Aber die Stadmaus sprach:
„du bist eine arme Maus, was wiltu hie in Armut leben?
Kome mit mir, ich wil dir und mir gnug schaffen von allerley köstlicher Speise.“
Die Feldmans zog mit ir hin in ein herrlich, schön Haus, darin die Stadmaus wonet, und giengen in die Kemnoten, da war vol auff von Brod, Fleisch, Speck, Würste, Kese und alles, da sprach die Stadmans: „Nu iss und sey guter ding, solcher Speise hab ich teglich überflüssig.“
In des kompt der Kelner und rumpelt mit den Schlüsseln an der thür.

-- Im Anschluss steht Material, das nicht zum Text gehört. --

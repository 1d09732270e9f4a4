//! Async driver for the [`Sequencer`].
//!
//! The runner owns the loop the sequencer itself does not: it defers each
//! dispatch, runs the handler on its own task, turns the handler's result
//! into exactly one `advance()` or `fail()`, and watches the stop handle.

use std::sync::Arc;
use std::time::Duration;

use tokio::sync::oneshot;
use tokio_util::sync::CancellationToken;
use tracing::{info, warn};

use super::{Registry, Sequencer, SequencerState, Step};
use crate::report::{EventLog, LogSink, RunReport};
use crate::scenarios::{ScenarioSettings, TestContext, TestFailure};
use crate::transport::Transport;

/// Pause between a dispatch decision and the handler starting.
pub const DEFAULT_DISPATCH_DELAY: Duration = Duration::from_millis(10);

/// External stop switch for a run in progress.
#[derive(Debug, Clone, Default)]
pub struct RunHandle {
    token: CancellationToken,
}

impl RunHandle {
    pub fn new() -> Self {
        Self::default()
    }

    pub fn stop(&self) {
        self.token.cancel();
    }

    pub fn is_stopped(&self) -> bool {
        self.token.is_cancelled()
    }
}

enum Outcome {
    Passed,
    Failed(String),
    Cancelled,
}

pub struct Runner {
    transport: Arc<dyn Transport>,
    settings: ScenarioSettings,
    dispatch_delay: Duration,
}

impl Runner {
    pub fn new(transport: Arc<dyn Transport>, settings: ScenarioSettings) -> Self {
        Self {
            transport,
            settings,
            dispatch_delay: DEFAULT_DISPATCH_DELAY,
        }
    }

    pub fn with_dispatch_delay(mut self, delay: Duration) -> Self {
        self.dispatch_delay = delay;
        self
    }

    /// Run every enabled test of `registry` against `host:port`, one at a
    /// time, until the suite finishes, a test fails or `handle` is stopped.
    ///
    /// Each call works on its own snapshot of the registry.
    pub async fn run(
        &self,
        registry: &Registry,
        host: &str,
        port: u16,
        sink: Arc<dyn LogSink>,
        handle: &RunHandle,
    ) -> RunReport {
        let run_id = uuid::Uuid::new_v4();
        let started_at = chrono::Utc::now();
        let target = format!("{}:{}", host, port);

        // The caller's sink sees events live; the log's history feeds the report.
        let log = EventLog::new(sink);
        let mut seq = Sequencer::new(registry.snapshot(), log);
        let mut executed = Vec::new();

        info!(%run_id, %target, tests = registry.len(), "starting regression run");

        let mut step = if handle.is_stopped() {
            seq.cancel(None);
            Step::Halted
        } else {
            seq.start()
        };

        while let Step::Dispatch(index) = step {
            let Some(desc) = seq.descriptor(index).cloned() else {
                break;
            };
            executed.push(desc.name.clone());

            let ctx = Arc::new(TestContext::new(
                host,
                port,
                Arc::clone(&self.transport),
                self.settings.clone(),
            ));

            match self.dispatch(index, &desc.name, desc.handler, &ctx, handle).await {
                Outcome::Passed => step = seq.advance(),
                Outcome::Failed(reason) => {
                    warn!(test = %desc.name, index, %reason, "regression test failed");
                    seq.fail(index, reason);
                    step = Step::Halted;
                }
                Outcome::Cancelled => {
                    seq.cancel(Some(ctx.phase()));
                    step = Step::Halted;
                }
            }
        }

        let outcome = seq.state().clone();
        match &outcome {
            SequencerState::Finished => info!(%run_id, executed = executed.len(), "run finished"),
            other => warn!(%run_id, outcome = ?other, "run did not finish"),
        }

        RunReport {
            run_id,
            started_at,
            target,
            outcome,
            executed,
            events: seq.into_log().into_history(),
        }
    }

    async fn dispatch(
        &self,
        index: usize,
        name: &str,
        handler: Arc<dyn crate::scenarios::TestCase>,
        ctx: &Arc<TestContext>,
        handle: &RunHandle,
    ) -> Outcome {
        let (tx, rx) = oneshot::channel::<Result<(), TestFailure>>();
        let delay = self.dispatch_delay;
        let task_ctx = Arc::clone(ctx);

        let task = tokio::spawn(async move {
            tokio::time::sleep(delay).await;
            let result = handler.run(&task_ctx).await;
            // Nobody listening means the run was stopped.
            let _ = tx.send(result);
        });
        let abort = task.abort_handle();

        tokio::select! {
            result = rx => match result {
                Ok(Ok(())) => Outcome::Passed,
                Ok(Err(failure)) => Outcome::Failed(failure.to_string()),
                Err(_) => {
                    // Sender dropped without a result: the handler panicked.
                    let reason = match task.await {
                        Err(e) if e.is_panic() => format!("test panicked: {}", panic_message(e)),
                        _ => "test ended without reporting a result".to_string(),
                    };
                    Outcome::Failed(reason)
                }
            },
            _ = handle.token.cancelled() => {
                info!(test = %name, index, phase = ?ctx.phase(), "run stopped, abandoning test");
                abort.abort();
                Outcome::Cancelled
            }
        }
    }
}

fn panic_message(err: tokio::task::JoinError) -> String {
    let payload = err.into_panic();
    if let Some(s) = payload.downcast_ref::<&str>() {
        s.to_string()
    } else if let Some(s) = payload.downcast_ref::<String>() {
        s.clone()
    } else {
        "unknown panic".to_string()
    }
}
//! Log event stream and run reports.
//!
//! The sequencer narrates a run as an ordered stream of [`LogEvent`]s. Where
//! they end up is the caller's business: a [`LogSink`] can print them, keep
//! them in memory or forward them over a channel.

use std::fmt;
use std::sync::{Arc, Mutex};

use serde::{Deserialize, Serialize};
use tokio::sync::mpsc;
use tokio::time::Instant;

use crate::sequencer::SequencerState;

#[derive(Debug, Clone, Copy, PartialEq, Eq, Serialize, Deserialize)]
#[serde(rename_all = "kebab-case")]
pub enum LogStatus {
    Info,
    Ok,
    Error,
    FinalOk,
}

impl LogStatus {
    /// `ok` and `final-ok` lines carry no time delta.
    pub fn is_stamped(self) -> bool {
        !matches!(self, LogStatus::Ok | LogStatus::FinalOk)
    }
}

impl fmt::Display for LogStatus {
    fn fmt(&self, f: &mut fmt::Formatter<'_>) -> fmt::Result {
        f.pad(match self {
            LogStatus::Info => "info",
            LogStatus::Ok => "ok",
            LogStatus::Error => "error",
            LogStatus::FinalOk => "final-ok",
        })
    }
}

#[derive(Debug, Clone, PartialEq, Eq, Serialize, Deserialize)]
pub struct LogEvent {
    pub status: LogStatus,
    pub message: String,
    /// Milliseconds since the previous stamped event. Diagnostic only.
    #[serde(skip_serializing_if = "Option::is_none")]
    pub delta_ms: Option<u64>,
}

/// Receiver of the event stream.
pub trait LogSink: Send + Sync {
    fn emit(&self, event: &LogEvent);
}

/// Stamps events with their delta, forwards them to a sink and keeps a copy.
pub struct EventLog {
    sink: Arc<dyn LogSink>,
    last_stamp: Option<Instant>,
    history: Vec<LogEvent>,
}

impl EventLog {
    pub fn new(sink: Arc<dyn LogSink>) -> Self {
        Self {
            sink,
            last_stamp: None,
            history: Vec::new(),
        }
    }

    pub fn log(&mut self, status: LogStatus, message: impl Into<String>) {
        let delta_ms = if status.is_stamped() {
            let now = Instant::now();
            let delta = self
                .last_stamp
                .map(|prev| now.duration_since(prev).as_millis() as u64)
                .unwrap_or(0);
            self.last_stamp = Some(now);
            Some(delta)
        } else {
            None
        };

        let event = LogEvent {
            status,
            message: message.into(),
            delta_ms,
        };
        self.sink.emit(&event);
        self.history.push(event);
    }

    pub fn history(&self) -> &[LogEvent] {
        &self.history
    }

    pub fn into_history(self) -> Vec<LogEvent> {
        self.history
    }
}

// ---------------------------------------------------------------------------
// Sinks
// ---------------------------------------------------------------------------

/// Keeps every event; cheap to clone and inspect from tests.
#[derive(Debug, Clone, Default)]
pub struct MemorySink {
    events: Arc<Mutex<Vec<LogEvent>>>,
}

impl MemorySink {
    pub fn new() -> Self {
        Self::default()
    }

    pub fn events(&self) -> Vec<LogEvent> {
        self.events.lock().map(|e| e.clone()).unwrap_or_default()
    }
}

impl LogSink for MemorySink {
    fn emit(&self, event: &LogEvent) {
        if let Ok(mut events) = self.events.lock() {
            events.push(event.clone());
        }
    }
}

/// Prints one line per event to stdout.
#[derive(Debug, Default)]
pub struct ConsoleSink;

impl LogSink for ConsoleSink {
    fn emit(&self, event: &LogEvent) {
        println!("{}", format_event(event));
    }
}

/// Forwards events to an external reporter task.
#[derive(Debug, Clone)]
pub struct ChannelSink(mpsc::UnboundedSender<LogEvent>);

impl ChannelSink {
    pub fn new() -> (Self, mpsc::UnboundedReceiver<LogEvent>) {
        let (tx, rx) = mpsc::unbounded_channel();
        (Self(tx), rx)
    }
}

impl LogSink for ChannelSink {
    fn emit(&self, event: &LogEvent) {
        // A reporter that went away is not our problem.
        let _ = self.0.send(event.clone());
    }
}

/// Discards everything.
#[derive(Debug, Default)]
pub struct NullSink;

impl LogSink for NullSink {
    fn emit(&self, _event: &LogEvent) {}
}

pub fn format_event(event: &LogEvent) -> String {
    match event.delta_ms {
        Some(delta) => format!("{:>8} | Diff {}: {}", event.status, delta, event.message),
        None => format!("{:>8} | {}", event.status, event.message),
    }
}

// ---------------------------------------------------------------------------
// Run report
// ---------------------------------------------------------------------------

/// Everything a finished (or halted) run produced.
#[derive(Debug, Clone, Serialize)]
pub struct RunReport {
    pub run_id: uuid::Uuid,
    pub started_at: chrono::DateTime<chrono::Utc>,
    pub target: String,
    pub outcome: SequencerState,
    /// Names of the tests that were dispatched, in order.
    pub executed: Vec<String>,
    pub events: Vec<LogEvent>,
}

impl RunReport {
    pub fn passed(&self) -> bool {
        matches!(self.outcome, SequencerState::Finished)
    }
}

/// One-line human summary of a run.
pub fn format_summary(report: &RunReport) -> String {
    let ran = report.executed.len();
    let plural = if ran == 1 { "" } else { "s" };
    match &report.outcome {
        SequencerState::Finished => {
            format!("PASS: {} test{} against {} finished OK", ran, plural, report.target)
        }
        SequencerState::Stopped(cause) => {
            format!("FAIL: {} ({} test{} dispatched against {})", cause, ran, plural, report.target)
        }
        SequencerState::Error(defect) => format!("ERROR: {}", defect),
        SequencerState::Idle | SequencerState::Running => {
            format!("INCOMPLETE: run against {} did not reach a terminal state", report.target)
        }
    }
}

#[cfg(test)]
mod tests {
    use super::*;
    use crate::sequencer::{SequencingDefect, StopCause};
    use std::time::Duration;

    #[test]
    fn test_status_serializes_kebab_case() {
        assert_eq!(serde_json::to_string(&LogStatus::FinalOk).unwrap(), "\"final-ok\"");
        assert_eq!(serde_json::to_string(&LogStatus::Info).unwrap(), "\"info\"");
        assert_eq!(format!("{:>8}", LogStatus::Ok), "      ok");
    }

    #[tokio::test(start_paused = true)]
    async fn test_deltas_skip_ok_lines_and_reset() {
        let sink = MemorySink::new();
        let mut log = EventLog::new(Arc::new(sink.clone()));

        log.log(LogStatus::Info, "first");
        tokio::time::advance(Duration::from_millis(40)).await;
        log.log(LogStatus::Ok, "done");
        tokio::time::advance(Duration::from_millis(60)).await;
        log.log(LogStatus::Info, "second");
        tokio::time::advance(Duration::from_millis(5)).await;
        log.log(LogStatus::Error, "boom");
        log.log(LogStatus::FinalOk, "never mind");

        let deltas: Vec<Option<u64>> = sink.events().iter().map(|e| e.delta_ms).collect();
        assert_eq!(deltas, vec![Some(0), None, Some(100), Some(5), None]);
        assert_eq!(log.history().len(), 5);
    }

    #[test]
    fn test_format_event() {
        let stamped = LogEvent {
            status: LogStatus::Info,
            message: "Running TEST-0: A".into(),
            delta_ms: Some(12),
        };
        assert_eq!(format_event(&stamped), "    info | Diff 12: Running TEST-0: A");
        let plain = LogEvent {
            status: LogStatus::FinalOk,
            message: "All regression tests finished OK!".into(),
            delta_ms: None,
        };
        assert!(format_event(&plain).ends_with("| All regression tests finished OK!"));
    }

    #[tokio::test]
    async fn test_channel_sink_forwards() {
        let (sink, mut rx) = ChannelSink::new();
        let mut log = EventLog::new(Arc::new(sink));
        log.log(LogStatus::Info, "hello");
        let event = rx.recv().await.unwrap();
        assert_eq!(event.message, "hello");
    }

    fn report(outcome: SequencerState, executed: &[&str]) -> RunReport {
        RunReport {
            run_id: uuid::Uuid::new_v4(),
            started_at: chrono::Utc::now(),
            target: "localhost:44010".into(),
            outcome,
            executed: executed.iter().map(|s| s.to_string()).collect(),
            events: Vec::new(),
        }
    }

    #[test]
    fn test_summary_pass() {
        let r = report(SequencerState::Finished, &["A", "B"]);
        assert!(r.passed());
        assert_eq!(format_summary(&r), "PASS: 2 tests against localhost:44010 finished OK");
    }

    #[test]
    fn test_summary_failure_names_test() {
        let r = report(
            SequencerState::Stopped(StopCause::Failed {
                index: 1,
                name: "B".into(),
                reason: "connect to ws://localhost:44010 timed out after 3000 ms".into(),
            }),
            &["A", "B"],
        );
        assert!(!r.passed());
        let summary = format_summary(&r);
        assert!(summary.starts_with("FAIL: TEST-1 B failed"));
        assert!(summary.contains("timed out"));
    }

    #[test]
    fn test_summary_defect_is_distinct() {
        let r = report(
            SequencerState::Error(SequencingDefect { index: 4, len: 3 }),
            &["A", "B", "C"],
        );
        assert!(format_summary(&r).starts_with("ERROR:"));
    }

    #[test]
    fn test_report_json_shape() {
        let r = report(SequencerState::Finished, &["A"]);
        let json = serde_json::to_value(&r).unwrap();
        assert_eq!(json["outcome"]["state"], "finished");
        assert_eq!(json["executed"][0], "A");
    }
}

Die Meuse erschracken und lieffen davon.
Die Stadmaus fand bald ir Loch.
Aber die Feldmans wüßte nirgend hin.
Lieff die Wand auff und abe und hatte sich ires Lebens erwegen.
Da der Kelner wider hinaus war, sprach die Stadmaus:
„Es hat nu kein Not, las uns guter ding sein.“
Die Feldmaus antwortet:
„Du hast gut sagen: du wußtest dein Loch fein zu treffen,
dieweil bin ich schier für Angst gestorben.
Ich will dir sagen, was die meinung ist: Bleibe du eine reiche Stadmaus und fris Würste und Speck, ich will ein arm Feldmeuslin bleiben und mein Eicheln essen.
Du bist kein Augenblick sicher für dem Kelner, für den Katzen, für so viele Meusefallen, und ist dir das ganze Haus feind, solches alles bin ich frey und sicher in meinem armen Feldlöchlin.“
In großen Wassern sehet man große Fische,
aber in kleinen wassern sehet man gute Fischlin.
Wer Reich ist, hat viel Neider, Sorge, Fahr.